We look at what developers like about JS, how it was never intended for web page content delivery, common SEO problems of SPAs, and a host of other questions you might be asking.
Finally, we end with eleven recommendations for further reading — really, this could become the whole rest of your holiday break — on how Google treats SPAs, core principles of SEO for JS and for SPAs, and more information than you could want.
5. How to check your Domain Authority: 4 tools to use
Domain Authority (DA) serves as a handy heuristic in the SEO industry. It helps tell us how likely a site is to rank for specific keywords, based on the SEO authority it holds.
Many SEOs use Domain Authority to sense-check the quality of their inbound links and to understand how these are affecting their own’s site’s SEO health.
In this article, we round up some of the best ways to check out domain authority. We look at what factors go into DA, and how these tools go about calculating it.
‘Domain Authority’ was devised by Moz and they have naturally taken ownership of this name. Their suite of tools (some of which are discussed in this article) will reveal the authority of particular domains, but dozens of other free tools use Moz’s API to show these scores too.
6. 15 actionable SEO tips to improve your search rankings
This is another quite popular deep dive into SEO tips. We know “improving search rankings” gets a lot of fluff, but this is not that.
Here, we look closely at what makes RankBrain tick, and 15 ways to use that to your fancy.
Sections cover tips around optimizing keywords, optimizing title tags, optimizing descriptions, and reducing bounce rates and dwell times. Fun fact: research by HubSpot and Outbrain found that titles with brackets performed 33 percent better than titles without.
Questions about how to add LSI keywords? How long should long-form content really be? Benefits of long-tail vs medium size keywords? How much difference in clicks will a few characters too long in a headline actually make? All of that and much more (along with lots of screenshots) here.

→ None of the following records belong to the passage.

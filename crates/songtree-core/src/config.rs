//! Configuration: where the database file lives.
//!
//! Read from a TOML file such as
//!
//! ```toml
//! [database]
//! plugin = "simple"
//! path = "/var/lib/songtree/db"
//! ```

use std::path::{Path, PathBuf};

use serde::{Deserialize, Serialize};

use crate::app_data;

const CONFIG_FILENAME: &str = "config.toml";

#[derive(Debug, Default, Serialize, Deserialize)]
pub struct Config {
    #[serde(default)]
    pub database: DatabaseConfig,
}

#[derive(Debug, Default, Clone, Serialize, Deserialize)]
pub struct DatabaseConfig {
    /// Backend name. Only `"simple"` exists; absent means the same.
    #[serde(default, skip_serializing_if = "Option::is_none")]
    pub plugin: Option<String>,
    /// Path of the database file. Required.
    pub path: Option<String>,
}

impl DatabaseConfig {
    pub fn new(path: impl Into<String>) -> Self {
        Self {
            plugin: None,
            path: Some(path.into()),
        }
    }

    /// The configured database file, or an error if the settings are unusable.
    pub fn database_path(&self) -> Result<PathBuf, ConfigError> {
        if let Some(plugin) = self.plugin.as_deref() {
            if plugin != crate::SimpleDatabase::PLUGIN_NAME {
                return Err(ConfigError::UnknownPlugin(plugin.to_string()));
            }
        }
        self.path
            .as_deref()
            .filter(|p| !p.is_empty())
            .map(PathBuf::from)
            .ok_or(ConfigError::MissingPath)
    }
}

/// Default location of the config file, inside the app data directory.
pub fn default_config_path() -> Option<PathBuf> {
    Some(app_data::app_data_dir()?.join(CONFIG_FILENAME))
}

/// Load config from `path`. A missing file yields the default (empty) config.
pub fn load_config(path: &Path) -> Result<Config, ConfigError> {
    let s = match std::fs::read_to_string(path) {
        Ok(s) => s,
        Err(e) if e.kind() == std::io::ErrorKind::NotFound => return Ok(Config::default()),
        Err(e) => return Err(ConfigError::Read(path.to_path_buf(), e)),
    };
    toml::from_str(&s).map_err(ConfigError::Parse)
}

/// Save config to `path`.
pub fn save_config(path: &Path, config: &Config) -> Result<(), ConfigError> {
    let s = toml::to_string_pretty(config).map_err(ConfigError::Serialize)?;
    std::fs::write(path, s).map_err(ConfigError::Write)
}

/// Set and persist the database path in the config file at `config_path`.
pub fn set_database_path(config_path: &Path, db_path: &Path) -> Result<(), ConfigError> {
    let mut config = load_config(config_path)?;
    config.database.path = Some(db_path.to_string_lossy().into_owned());
    save_config(config_path, &config)
}


#[derive(Debug, thiserror::Error)]
pub enum ConfigError {
    #[error("no \"path\" parameter specified")]
    MissingPath,
    #[error("unknown database plugin: {0}")]
    UnknownPlugin(String),
    #[error("failed to read config {0}: {1}")]
    Read(PathBuf, std::io::Error),
    #[error("failed to parse config: {0}")]
    Parse(toml::de::Error),
    #[error("failed to serialize config: {0}")]
    Serialize(toml::ser::Error),
    #[error("failed to write config: {0}")]
    Write(std::io::Error),
}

7. 30 ways to market your online business for free
This article is a roundup of exactly what it sounds like — 30 ways to market your online business for free. It covers everything from emails to social media, from Google Analytics to Search Console, from forums to guest posting, from metadata to Schema.org.
While a few of the ways could be updated — posting to Google+, for instance, might be less helpful anymore — the list still provides some hefty inspiration to anyone needing a little boost of ideas for what to do online.
8. Four tools to discover and optimize for related keywords
This was a quite recent article that has soared. As we know, for SEO these days we need content that includes related concepts, satisfies intent, and provides value. The days of exact keyword matching are far behind us.
In this article, we have four great tools to use when optimizing for related keywords — and of course, how to use them.
For instance, the first tool in the list is TextOptimizer. It takes a term you give it, looks at the Google search results page, extracts snippets, and applies semantic analysis.
With that, it ouputs a list of all the related topics, terms, and concepts that form your topic cluster. From that cluster, it recommends you choose 15-25 of the words for a higher rank.
9. How to optimize your Google My Business listing
Lest we forget: local search.
For those looking to rank higher in searches tied to a user’s location — i.e. users that might be quite near your store and itching to buy something — a Google My Business listing is an essential first step.
This article gives a how to guide for first setting up your listing, claiming and verifying your business, filling out the information, and adding photos. From there, we go over gathering reviews, posting updates, monitoring your profile, and tracking data from Insights.
Of all the many, many things to do in SEO, optimizing a Google My Business listing is very straightforward. It can have a profoundly positive effect on your SEO — a whole wealth of ranking opportunity up for grabs.